Report by Jane Duffus, Southville Running Club

 

Many thanks to the fabulous team of volunteers who made this week’s event happen. Although AC parkrun has a great crowd of enthusiastic volunteers we're always looking out for more people to join the team and spread the load, and if you’d like to sign up as a volunteer, we’d love to have you. Please opt in to receive volunteer emails (via ‘manage my profile’ on any result or newsletter email) and contact AshtonCourtHelpers@parkrun.com to offer help.

Don’t forget to follow us on these news pages, on Twitter (@ashtonctparkrun) or on Facebook (Ashton Court parkrun) for the latest news and information. You can also find us on Instagram too, where we try to post something a little different from time to time.

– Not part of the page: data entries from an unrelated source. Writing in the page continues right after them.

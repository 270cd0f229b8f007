//! Configuration for BlockKV
//!
//! Centralized configuration with sensible defaults.

use std::path::PathBuf;
use std::time::Duration;

use crate::error::{BlockError, Result};

/// Main configuration for a BlockKV instance
#[derive(Debug, Clone)]
pub struct Config {
    // -------------------------------------------------------------------------
    // Storage Configuration
    // -------------------------------------------------------------------------
    /// Root directory for all data files
    /// Internal structure:
    ///   {data_dir}/
    ///     ├── <timestamp>.<random>   (value-log segments)
    ///     ├── blockIndex             (index log)
    ///     └── blockIndexTemp         (only while the index log is compacted)
    pub data_dir: PathBuf,

    /// Segment size (bytes) at which the active segment is rotated.
    /// 0 disables rotation.
    pub max_segment_size: u64,

    /// When to fsync appends to either log
    pub sync_policy: SyncPolicy,

    // -------------------------------------------------------------------------
    // Compaction Configuration
    // -------------------------------------------------------------------------
    /// How often the index log is rewritten down to live keys.
    /// `Duration::ZERO` disables the timer.
    pub index_compact_interval: Duration,

    /// How often sealed segments are swept for live records.
    /// `Duration::ZERO` disables the timer.
    pub defrag_interval: Duration,

    /// Segments modified more recently than this are left alone by the sweep
    pub defrag_retention: Duration,
}

/// Fsync policy for log appends
#[derive(Debug, Clone, Copy, PartialEq, Eq)]
pub enum SyncPolicy {
    /// Leave flushing to the OS page cache. A crash can lose the most
    /// recent appends; they are never half-visible.
    None,

    /// fsync after every append (safest, slowest)
    EveryWrite,
}

impl Default for Config {
    fn default() -> Self {
        Self {
            data_dir: PathBuf::from("./blockkv_data"),
            max_segment_size: 64 * 1024 * 1024, // 64 MB
            sync_policy: SyncPolicy::None,
            index_compact_interval: Duration::from_secs(10 * 60),
            defrag_interval: Duration::from_secs(60 * 60),
            defrag_retention: Duration::from_secs(24 * 60 * 60),
        }
    }
}

impl Config {
    /// Create a new config builder
    pub fn builder() -> ConfigBuilder {
        ConfigBuilder::default()
    }

    /// Reject configurations the engine cannot run with
    pub fn validate(&self) -> Result<()> {
        if self.data_dir.as_os_str().is_empty() {
            return Err(BlockError::Config("data_dir must not be empty".to_string()));
        }
        Ok(())
    }
}

/// Builder for Config
#[derive(Default)]
pub struct ConfigBuilder {
    config: Config,
}

impl ConfigBuilder {
    /// Set the data directory (root for all storage)
    pub fn data_dir(mut self, path: impl Into<PathBuf>) -> Self {
        self.config.data_dir = path.into();
        self
    }

    /// Set the segment rotation threshold (in bytes, 0 = never rotate)
    pub fn max_segment_size(mut self, size: u64) -> Self {
        self.config.max_segment_size = size;
        self
    }

    /// Set the fsync policy
    pub fn sync_policy(mut self, policy: SyncPolicy) -> Self {
        self.config.sync_policy = policy;
        self
    }

    /// Set the index-log compaction interval
    pub fn index_compact_interval(mut self, interval: Duration) -> Self {
        self.config.index_compact_interval = interval;
        self
    }

    /// Set the defragmentation sweep interval
    pub fn defrag_interval(mut self, interval: Duration) -> Self {
        self.config.defrag_interval = interval;
        self
    }

    /// Set the minimum age of a segment before the sweep may rewrite it
    pub fn defrag_retention(mut self, retention: Duration) -> Self {
        self.config.defrag_retention = retention;
        self
    }

    /// Disable both background timers (compaction then only runs on demand)
    pub fn without_background_compaction(mut self) -> Self {
        self.config.index_compact_interval = Duration::ZERO;
        self.config.defrag_interval = Duration::ZERO;
        self
    }

    pub fn build(self) -> Config {
        self.config
    }
}
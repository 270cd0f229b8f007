//! BlockKV CLI
//!
//! Command-line interface operating on a BlockKV data directory in-process.

use std::process::ExitCode;
use std::time::Duration;

use blockkv::{BlockError, Config, StorageEngine, SyncPolicy};
use clap::{Parser, Subcommand};
use tracing_subscriber::{fmt, EnvFilter};

/// BlockKV CLI
#[derive(Parser, Debug)]
#[command(name = "blockkv-cli")]
#[command(about = "CLI for the BlockKV embedded key-value store")]
#[command(version)]
struct Args {
    /// Data directory
    #[arg(short, long, default_value = "./blockkv_data")]
    data_dir: String,

    /// Segment size in MB before rotation (0 = never rotate)
    #[arg(short = 's', long, default_value = "64")]
    segment_mb: u64,

    /// fsync every append
    #[arg(long)]
    sync: bool,

    /// Minimum age in seconds of a segment before `defrag` rewrites it
    #[arg(short = 'r', long, default_value = "86400")]
    retention_secs: u64,

    #[command(subcommand)]
    command: Commands,
}

#[derive(Subcommand, Debug)]
enum Commands {
    /// Get a value by key
    Get {
        /// The key to get
        key: String,
    },

    /// Set a key-value pair
    Set {
        /// The key to set
        key: String,

        /// The value to set
        value: String,
    },

    /// Delete a key
    Del {
        /// The key to delete
        key: String,
    },

    /// List keys recorded in the index log
    Range {
        /// Also list deleted keys
        #[arg(long)]
        all: bool,
    },

    /// Rewrite the index log down to live keys
    CompactIndex,

    /// Move live records out of sealed segments and delete them
    Defrag,
}

fn main() -> ExitCode {
    let filter = EnvFilter::try_from_default_env()
        .unwrap_or_else(|_| EnvFilter::new("info,blockkv=debug"));

    fmt()
        .with_env_filter(filter)
        .with_target(true)
        .with_writer(std::io::stderr)
        .init();

    let args = Args::parse();

    let engine = match StorageEngine::open(config_from(&args)) {
        Ok(engine) => engine,
        Err(e) => {
            tracing::error!("Failed to open engine: {}", e);
            return ExitCode::FAILURE;
        }
    };

    let outcome = run(&engine, args.command);
    let closed = engine.close();

    match outcome.and(closed) {
        Ok(()) => ExitCode::SUCCESS,
        Err(BlockError::KeyNotFound) => {
            println!("(not found)");
            ExitCode::FAILURE
        }
        Err(e) => {
            tracing::error!("{}", e);
            ExitCode::FAILURE
        }
    }
}

/// Store configuration for a one-shot command; timers stay off
fn config_from(args: &Args) -> Config {
    Config::builder()
        .data_dir(&args.data_dir)
        .max_segment_size(args.segment_mb * 1024 * 1024)
        .sync_policy(if args.sync {
            SyncPolicy::EveryWrite
        } else {
            SyncPolicy::None
        })
        .defrag_retention(Duration::from_secs(args.retention_secs))
        .without_background_compaction()
        .build()
}

fn run(engine: &StorageEngine, command: Commands) -> blockkv::Result<()> {
    match command {
        Commands::Get { key } => {
            let value = engine.get(&key)?;
            println!("{}", String::from_utf8_lossy(&value));
        }
        Commands::Set { key, value } => {
            engine.set(&key, &value)?;
            println!("OK");
        }
        Commands::Del { key } => {
            engine.delete(&key)?;
            println!("OK");
        }
        Commands::Range { all } => {
            engine.range(|key, live| {
                if live || all {
                    let marker = if live { "" } else { " (deleted)" };
                    println!("{}{}", String::from_utf8_lossy(key), marker);
                }
                true
            })?;
        }
        Commands::CompactIndex => {
            let stats = engine.compact_index()?;
            println!(
                "live keys: {}, bytes: {} -> {}",
                stats.live_keys, stats.bytes_before, stats.bytes_after
            );
        }
        Commands::Defrag => {
            let stats = engine.defragment()?;
            println!(
                "segments removed: {}/{}, records moved: {}, bytes reclaimed: {}",
                stats.segments_removed,
                stats.segments_scanned,
                stats.records_moved,
                stats.bytes_reclaimed
            );
        }
    }
    Ok(())
}

#[cfg(test)]
mod tests {
    use super::*;

    #[test]
    fn test_retention_defaults_to_one_day() {
        let args = Args::try_parse_from(["blockkv-cli", "defrag"]).unwrap();
        let config = config_from(&args);
        assert_eq!(config.defrag_retention, Duration::from_secs(86400));
        assert!(config.defrag_interval.is_zero());
    }

    #[test]
    fn test_retention_flag_lets_defrag_reach_recent_segments() {
        let temp = tempfile::TempDir::new().unwrap();
        let dir = temp.path().to_string_lossy().into_owned();
        let args = Args::try_parse_from([
            "blockkv-cli",
            "--data-dir",
            dir.as_str(),
            "--retention-secs",
            "0",
            "defrag",
        ])
        .unwrap();

        let config = config_from(&args);
        assert!(config.defrag_retention.is_zero());

        // Same retention, tiny segments so there is something to sweep
        let engine = StorageEngine::open(Config {
            max_segment_size: 64,
            ..config
        })
        .unwrap();
        engine.set("k", [b'a'; 40]).unwrap();
        engine.set("k", [b'b'; 40]).unwrap();
        assert_eq!(engine.segment_count().unwrap(), 2);

        run(&engine, args.command).unwrap();
        assert_eq!(engine.segment_count().unwrap(), 1);
        assert_eq!(engine.get("k").unwrap(), [b'b'; 40].as_slice());
    }
}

This week’s full results and course records are here.

We had Southville Running Club member Mark Small taking photos for us this weekend, and you can find his great set of images, together with our entire photo archive, by following this link here (or here if viewing on an iOS device).

 

Enlightenment, Revelation, Epiphany

 

I’m going to start my report the same way as we’ve done the last two briefings at Ashton Court: with an appeal. Or rather, with two appeals.

Appeal number one: could all parkrunners please keep on the left-hand side of the path throughout the run. We do ask you to do this in every briefing, but it hasn’t worked the last few times. Please respect your fellow-runners and leave them enough space. Run in single file or at most 2 abreast; and if you’re averse to puddles, skirt them to the left.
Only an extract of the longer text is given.